**EXERCISE GOAL**
Look at the entries below and restate word for word the lines from the first through the one that has "are reported as".

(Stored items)
+--

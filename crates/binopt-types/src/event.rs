//! Protocol events and failure reasons
//!
//! Every engine call returns a [`TxOutcome`] holding the events it emitted,
//! in emission order. Per-item rejections inside a batch are reported as
//! `FailResolve` / `CancelTrade` / `FailUnlock` events rather than errors.

use crate::address::Address;
use crate::ids::{OptionId, QueueId};
use crate::{Amount, Timestamp};
use serde::{Deserialize, Serialize};
use std::fmt;

/// Why an intent or settlement was rejected
#[derive(Debug, Clone, Copy, PartialEq, Eq, Hash, Serialize, Deserialize)]
pub enum FailureReason {
    // Resolver
    UnauthorizedContract,
    InsufficientBalance,
    PermitExpiredDeadline,
    PermitInvalidSignature,
    WrongRegisterSignature,
    AccountAlreadyRegistered,
    IncorrectAllowance,
    TradeAlreadyOpened,
    SignatureAlreadyUsed,
    WrongSettlementFee,
    SettlementFeeExpired,
    UserSignatureMismatch,
    InvalidUserSignatureTimestamp,
    LimitOrderExpired,
    PublisherSignatureMismatch,
    InvalidPriceTimestamp,
    WrongPeriod,
    IncorrectMarketHours,
    FeeBelowMinimum,
    SlippageExceeded,
    PoolAmountTooLarge,
    /// Token ledger fault while moving funds
    TokenTransferFailed,

    // Settlement
    OptionDoesNotExist,
    OptionNotActive,
    WrongPrice,
    WrongMarketDirection,
    WrongClosingTime,
    EarlyCloseNotAllowed,
}

impl FailureReason {
    /// Human-readable reason string
    pub fn as_str(&self) -> &'static str {
        match self {
            FailureReason::UnauthorizedContract => "Router: Unauthorized contract",
            FailureReason::InsufficientBalance => "Router: Insufficient balance",
            FailureReason::PermitExpiredDeadline => "ERC20Permit: expired deadline",
            FailureReason::PermitInvalidSignature => "ERC20Permit: invalid signature",
            FailureReason::WrongRegisterSignature => "Router: Wrong register signature",
            FailureReason::AccountAlreadyRegistered => "Router: Account already registered",
            FailureReason::IncorrectAllowance => "Router: Incorrect allowance",
            FailureReason::TradeAlreadyOpened => "Router: Trade has already been opened",
            FailureReason::SignatureAlreadyUsed => "Router: Signature already used",
            FailureReason::WrongSettlementFee => "Router: Wrong settlement fee",
            FailureReason::SettlementFeeExpired => "Router: Settlement fee has expired",
            FailureReason::UserSignatureMismatch => "Router: User signature didn't match",
            FailureReason::InvalidUserSignatureTimestamp => {
                "Router: Invalid user signature timestamp"
            }
            FailureReason::LimitOrderExpired => "Router: Limit order has already expired",
            FailureReason::PublisherSignatureMismatch => "Router: Publisher signature didn't match",
            FailureReason::InvalidPriceTimestamp => "Router: Invalid price timestamp",
            FailureReason::WrongPeriod => "Router: Wrong period",
            FailureReason::IncorrectMarketHours => "Router: Incorrect market hours",
            FailureReason::FeeBelowMinimum => "Router: Fee below minimum",
            FailureReason::SlippageExceeded => "Router: Slippage limit exceeds",
            FailureReason::PoolAmountTooLarge => "Pool: Amount is too large",
            FailureReason::TokenTransferFailed => "Router: Token transfer failed",
            FailureReason::OptionDoesNotExist => "Router: Option does not exist",
            FailureReason::OptionNotActive => "Router: Option is not active",
            FailureReason::WrongPrice => "Router: Wrong price",
            FailureReason::WrongMarketDirection => "Router: Wrong market direction",
            FailureReason::WrongClosingTime => "Router: Wrong closing time",
            FailureReason::EarlyCloseNotAllowed => "Router: Early close is not allowed",
        }
    }
}

impl fmt::Display for FailureReason {
    fn fmt(&self, f: &mut fmt::Formatter<'_>) -> fmt::Result {
        f.write_str(self.as_str())
    }
}

/// Open-interest cancel codes
#[derive(Debug, Clone, Copy, PartialEq, Eq, Hash, Serialize, Deserialize)]
pub enum CancelCode {
    /// Fee exceeds remaining capacity and partial fill is not allowed
    O29,
    /// No capacity remains
    O36,
}

impl CancelCode {
    pub fn as_str(&self) -> &'static str {
        match self {
            CancelCode::O29 => "O29",
            CancelCode::O36 => "O36",
        }
    }
}

impl fmt::Display for CancelCode {
    fn fmt(&self, f: &mut fmt::Formatter<'_>) -> fmt::Result {
        f.write_str(self.as_str())
    }
}

/// Events emitted by engine calls
#[derive(Debug, Clone, PartialEq, Eq, Serialize, Deserialize)]
#[serde(tag = "event")]
pub enum ProtocolEvent {
    OpenTrade {
        account: Address,
        queue_id: QueueId,
        option_id: OptionId,
        target_contract: Address,
    },
    FailResolve {
        queue_id: QueueId,
        reason: FailureReason,
    },
    CancelTrade {
        account: Address,
        queue_id: QueueId,
        reason: CancelCode,
    },
    Create {
        account: Address,
        id: OptionId,
        settlement_fee: Amount,
        total_fee: Amount,
    },
    UpdatePoolOI {
        is_increased: bool,
        interest: Amount,
    },
    Transfer {
        from: Address,
        to: Address,
        value: Amount,
    },
    Approval {
        owner: Address,
        spender: Address,
        value: Amount,
    },
    RegisterAccount {
        user: Address,
        one_ct: Address,
    },
    DeregisterAccount {
        user: Address,
    },
    Exercise {
        account: Address,
        id: OptionId,
        profit: Amount,
        price_at_expiration: u128,
        is_above: bool,
    },
    Expire {
        id: OptionId,
        premium: Amount,
        price_at_expiration: u128,
        is_above: bool,
    },
    LpProfit {
        id: OptionId,
        amount: Amount,
    },
    LpLoss {
        id: OptionId,
        amount: Amount,
    },
    FailUnlock {
        option_id: OptionId,
        target_contract: Address,
        reason: FailureReason,
    },
    RevokeRouter {
        token: Address,
        user: Address,
        revoked_at: Timestamp,
    },
    Provide {
        account: Address,
        amount: Amount,
    },
    Withdraw {
        account: Address,
        amount: Amount,
    },
    /// Ownership of an option moved between accounts
    OptionTransfer {
        market: Address,
        id: OptionId,
        from: Address,
        to: Address,
    },
    BuyCoupon {
        token: Address,
        user: Address,
        coupons: u32,
        price: Amount,
    },
}

/// Result of one engine call: the events it emitted, in order
#[derive(Debug, Clone, Default, PartialEq, Eq, Serialize, Deserialize)]
pub struct TxOutcome {
    pub events: Vec<ProtocolEvent>,
}

impl TxOutcome {
    pub fn new(events: Vec<ProtocolEvent>) -> Self {
        Self { events }
    }

    /// `(queue_id, option_id)` of every trade opened by this call
    pub fn opened(&self) -> Vec<(QueueId, OptionId)> {
        self.events
            .iter()
            .filter_map(|e| match e {
                ProtocolEvent::OpenTrade {
                    queue_id, option_id, ..
                } => Some((*queue_id, *option_id)),
                _ => None,
            })
            .collect()
    }

    /// Resolver failure recorded for a queue id, if any
    pub fn fail_reason(&self, queue_id: QueueId) -> Option<FailureReason> {
        self.events.iter().find_map(|e| match e {
            ProtocolEvent::FailResolve { queue_id: q, reason } if *q == queue_id => Some(*reason),
            _ => None,
        })
    }

    /// Cancel code recorded for a queue id, if any
    pub fn cancel_code(&self, queue_id: QueueId) -> Option<CancelCode> {
        self.events.iter().find_map(|e| match e {
            ProtocolEvent::CancelTrade {
                queue_id: q, reason, ..
            } if *q == queue_id => Some(*reason),
            _ => None,
        })
    }

    /// Settlement failure recorded for an option, if any
    pub fn unlock_failure(&self, option_id: OptionId) -> Option<FailureReason> {
        self.events.iter().find_map(|e| match e {
            ProtocolEvent::FailUnlock {
                option_id: id,
                reason,
                ..
            } if *id == option_id => Some(*reason),
            _ => None,
        })
    }

    /// All `Transfer` events as `(from, to, value)`
    pub fn transfers(&self) -> Vec<(Address, Address, Amount)> {
        self.events
            .iter()
            .filter_map(|e| match e {
                ProtocolEvent::Transfer { from, to, value } => Some((*from, *to, *value)),
                _ => None,
            })
            .collect()
    }

    pub fn extend(&mut self, other: TxOutcome) {
        self.events.extend(other.events);
    }
}

#[cfg(test)]
mod tests {
    use super::*;

    #[test]
    fn test_reason_strings() {
        assert_eq!(
            FailureReason::UserSignatureMismatch.to_string(),
            "Router: User signature didn't match"
        );
        assert_eq!(FailureReason::PoolAmountTooLarge.as_str(), "Pool: Amount is too large");
        assert_eq!(CancelCode::O29.to_string(), "O29");
    }

    #[test]
    fn test_outcome_queries() {
        let user = Address([1; 20]);
        let outcome = TxOutcome::new(vec![
            ProtocolEvent::FailResolve {
                queue_id: QueueId(0),
                reason: FailureReason::WrongPeriod,
            },
            ProtocolEvent::CancelTrade {
                account: user,
                queue_id: QueueId(1),
                reason: CancelCode::O36,
            },
            ProtocolEvent::OpenTrade {
                account: user,
                queue_id: QueueId(2),
                option_id: OptionId(0),
                target_contract: Address([2; 20]),
            },
        ]);

        assert_eq!(outcome.fail_reason(QueueId(0)), Some(FailureReason::WrongPeriod));
        assert_eq!(outcome.fail_reason(QueueId(2)), None);
        assert_eq!(outcome.cancel_code(QueueId(1)), Some(CancelCode::O36));
        assert_eq!(outcome.opened(), vec![(QueueId(2), OptionId(0))]);
    }

    #[test]
    fn test_event_json_is_tagged() {
        let json = serde_json::to_value(ProtocolEvent::UpdatePoolOI {
            is_increased: true,
            interest: 5,
        })
        .unwrap();
        assert_eq!(json["event"], "UpdatePoolOI");
        assert_eq!(json["is_increased"], true);
    }
}
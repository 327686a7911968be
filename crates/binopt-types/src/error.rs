//! Error types for the foundation layer

use thiserror::Error;

/// Result type for foundation operations
pub type Result<T> = std::result::Result<T, TypesError>;

/// Errors raised while parsing or constructing foundation types
#[derive(Debug, Clone, PartialEq, Eq, Error)]
pub enum TypesError {
    /// Input was not valid hex
    #[error("Invalid hex: {0}")]
    InvalidHex(String),

    /// Decoded bytes have the wrong length
    #[error("Invalid length for {kind}: expected {expected} bytes, got {actual}")]
    InvalidLength {
        kind: &'static str,
        expected: usize,
        actual: usize,
    },
}
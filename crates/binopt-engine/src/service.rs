//! Keeper service
//!
//! Async front for a shared [`ProtocolState`]. Keepers call batch operations
//! concurrently; each call takes the state's write lock for its whole batch,
//! so batches are applied one at a time in arrival order.

use crate::config::EngineConfig;
use crate::snapshot::StateSnapshot;
use crate::state::ProtocolState;
use crate::Result;
use binopt_types::{
    Address, CloseAnytimeRequest, CloseParams, OpenTradeRequest, RevokeRequest, Timestamp,
    TxOutcome,
};
use chrono::Utc;
use std::sync::atomic::{AtomicU64, Ordering};
use std::sync::Arc;
use tokio::sync::RwLock;
use tracing::info;

/// Source of the current unix time in seconds
pub trait Clock: Send + Sync {
    fn now(&self) -> Timestamp;
}

/// Wall clock
#[derive(Debug, Clone, Copy, Default)]
pub struct SystemClock;

impl Clock for SystemClock {
    fn now(&self) -> Timestamp {
        u64::try_from(Utc::now().timestamp()).unwrap_or(0)
    }
}

/// Manually driven clock for simulations and tests
#[derive(Debug, Default)]
pub struct FixedClock {
    now: AtomicU64,
}

impl FixedClock {
    pub fn new(now: Timestamp) -> Self {
        Self {
            now: AtomicU64::new(now),
        }
    }

    pub fn set(&self, now: Timestamp) {
        self.now.store(now, Ordering::SeqCst);
    }

    pub fn advance(&self, seconds: u64) {
        self.now.fetch_add(seconds, Ordering::SeqCst);
    }
}

impl Clock for FixedClock {
    fn now(&self) -> Timestamp {
        self.now.load(Ordering::SeqCst)
    }
}

/// Shared protocol handle used by one keeper
#[derive(Clone)]
pub struct KeeperService {
    state: Arc<RwLock<ProtocolState>>,
    keeper: Address,
    clock: Arc<dyn Clock>,
}

impl KeeperService {
    pub fn new(state: Arc<RwLock<ProtocolState>>, keeper: Address, clock: Arc<dyn Clock>) -> Self {
        Self {
            state,
            keeper,
            clock,
        }
    }

    /// Build a fresh protocol from configuration on the wall clock
    pub fn from_config(config: EngineConfig, keeper: Address) -> Result<Self> {
        let state = ProtocolState::with_ecdsa(config)?;
        Ok(Self::new(
            Arc::new(RwLock::new(state)),
            keeper,
            Arc::new(SystemClock),
        ))
    }

    /// Another keeper on the same protocol
    pub fn for_keeper(&self, keeper: Address) -> Self {
        Self {
            state: Arc::clone(&self.state),
            keeper,
            clock: Arc::clone(&self.clock),
        }
    }

    pub fn keeper(&self) -> Address {
        self.keeper
    }

    pub fn state(&self) -> Arc<RwLock<ProtocolState>> {
        Arc::clone(&self.state)
    }

    pub async fn open_trades(&self, requests: Vec<OpenTradeRequest>) -> Result<TxOutcome> {
        let now = self.clock.now();
        let outcome = self
            .state
            .write()
            .await
            .open_trades(&self.keeper, now, &requests)?;
        info!(keeper = %self.keeper, submitted = requests.len(), opened = outcome.opened().len(), "open batch processed");
        Ok(outcome)
    }

    pub async fn execute_options(&self, params: Vec<CloseParams>) -> Result<TxOutcome> {
        let now = self.clock.now();
        let outcome = self
            .state
            .write()
            .await
            .execute_options(&self.keeper, now, &params)?;
        info!(keeper = %self.keeper, submitted = params.len(), "execute batch processed");
        Ok(outcome)
    }

    pub async fn close_anytime(&self, requests: Vec<CloseAnytimeRequest>) -> Result<TxOutcome> {
        let now = self.clock.now();
        let outcome = self
            .state
            .write()
            .await
            .close_anytime(&self.keeper, now, &requests)?;
        info!(keeper = %self.keeper, submitted = requests.len(), "close batch processed");
        Ok(outcome)
    }

    pub async fn revoke_approvals(&self, requests: Vec<RevokeRequest>) -> Result<TxOutcome> {
        let now = self.clock.now();
        self.state
            .write()
            .await
            .revoke_approvals(&self.keeper, now, &requests)
    }

    pub async fn snapshot(&self) -> StateSnapshot {
        let now = self.clock.now();
        self.state.read().await.snapshot(now)
    }
}
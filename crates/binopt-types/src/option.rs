//! Option positions

use crate::address::Address;
use crate::ids::{OptionId, QueueId};
use crate::{Amount, Timestamp};
use serde::{Deserialize, Serialize};

/// Lifecycle state of an option
///
/// ```text
/// Active ──exercise (win)──▶ Exercised
///   │  └───expire (loss)───▶ Expired
///   └─────close anytime────▶ Closed
/// ```
#[derive(Debug, Clone, Copy, PartialEq, Eq, Hash, Serialize, Deserialize)]
#[serde(rename_all = "snake_case")]
pub enum OptionState {
    Active,
    Exercised,
    Expired,
    Closed,
}

impl OptionState {
    /// Whether the option has been settled
    pub fn is_terminal(&self) -> bool {
        !matches!(self, OptionState::Active)
    }
}

/// An open or settled option held by a trader
#[derive(Debug, Clone, PartialEq, Eq, Serialize, Deserialize)]
pub struct OptionPosition {
    pub id: OptionId,
    /// Options contract that issued the position
    pub market: Address,
    pub owner: Address,
    pub queue_id: QueueId,
    pub state: OptionState,
    /// Strike with 8 decimals
    pub strike: u128,
    /// Payout on a win
    pub amount: Amount,
    /// Pool liquidity reserved for this option
    pub locked_amount: Amount,
    pub premium: Amount,
    pub expiration: Timestamp,
    /// Direction, unknown until revealed at settlement
    pub is_above: Option<bool>,
    /// Fee applied at open (after any partial fill), excluding the platform fee
    pub total_fee: Amount,
    pub settlement_fee: Amount,
    pub created_at: Timestamp,
}

impl OptionPosition {
    pub fn is_active(&self) -> bool {
        self.state == OptionState::Active
    }

    /// Seconds between creation and expiration
    pub fn period(&self) -> u64 {
        self.expiration.saturating_sub(self.created_at)
    }
}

+--

**YOUR SOLUTION**
filename crates/binopt-types/src/event.rs
//! Protocol events and failure reasons
//!
//! Every engine call returns a [`TxOutcome`] holding the events it emitted,
//! in emission order. Per-item rejections inside a batch are reported as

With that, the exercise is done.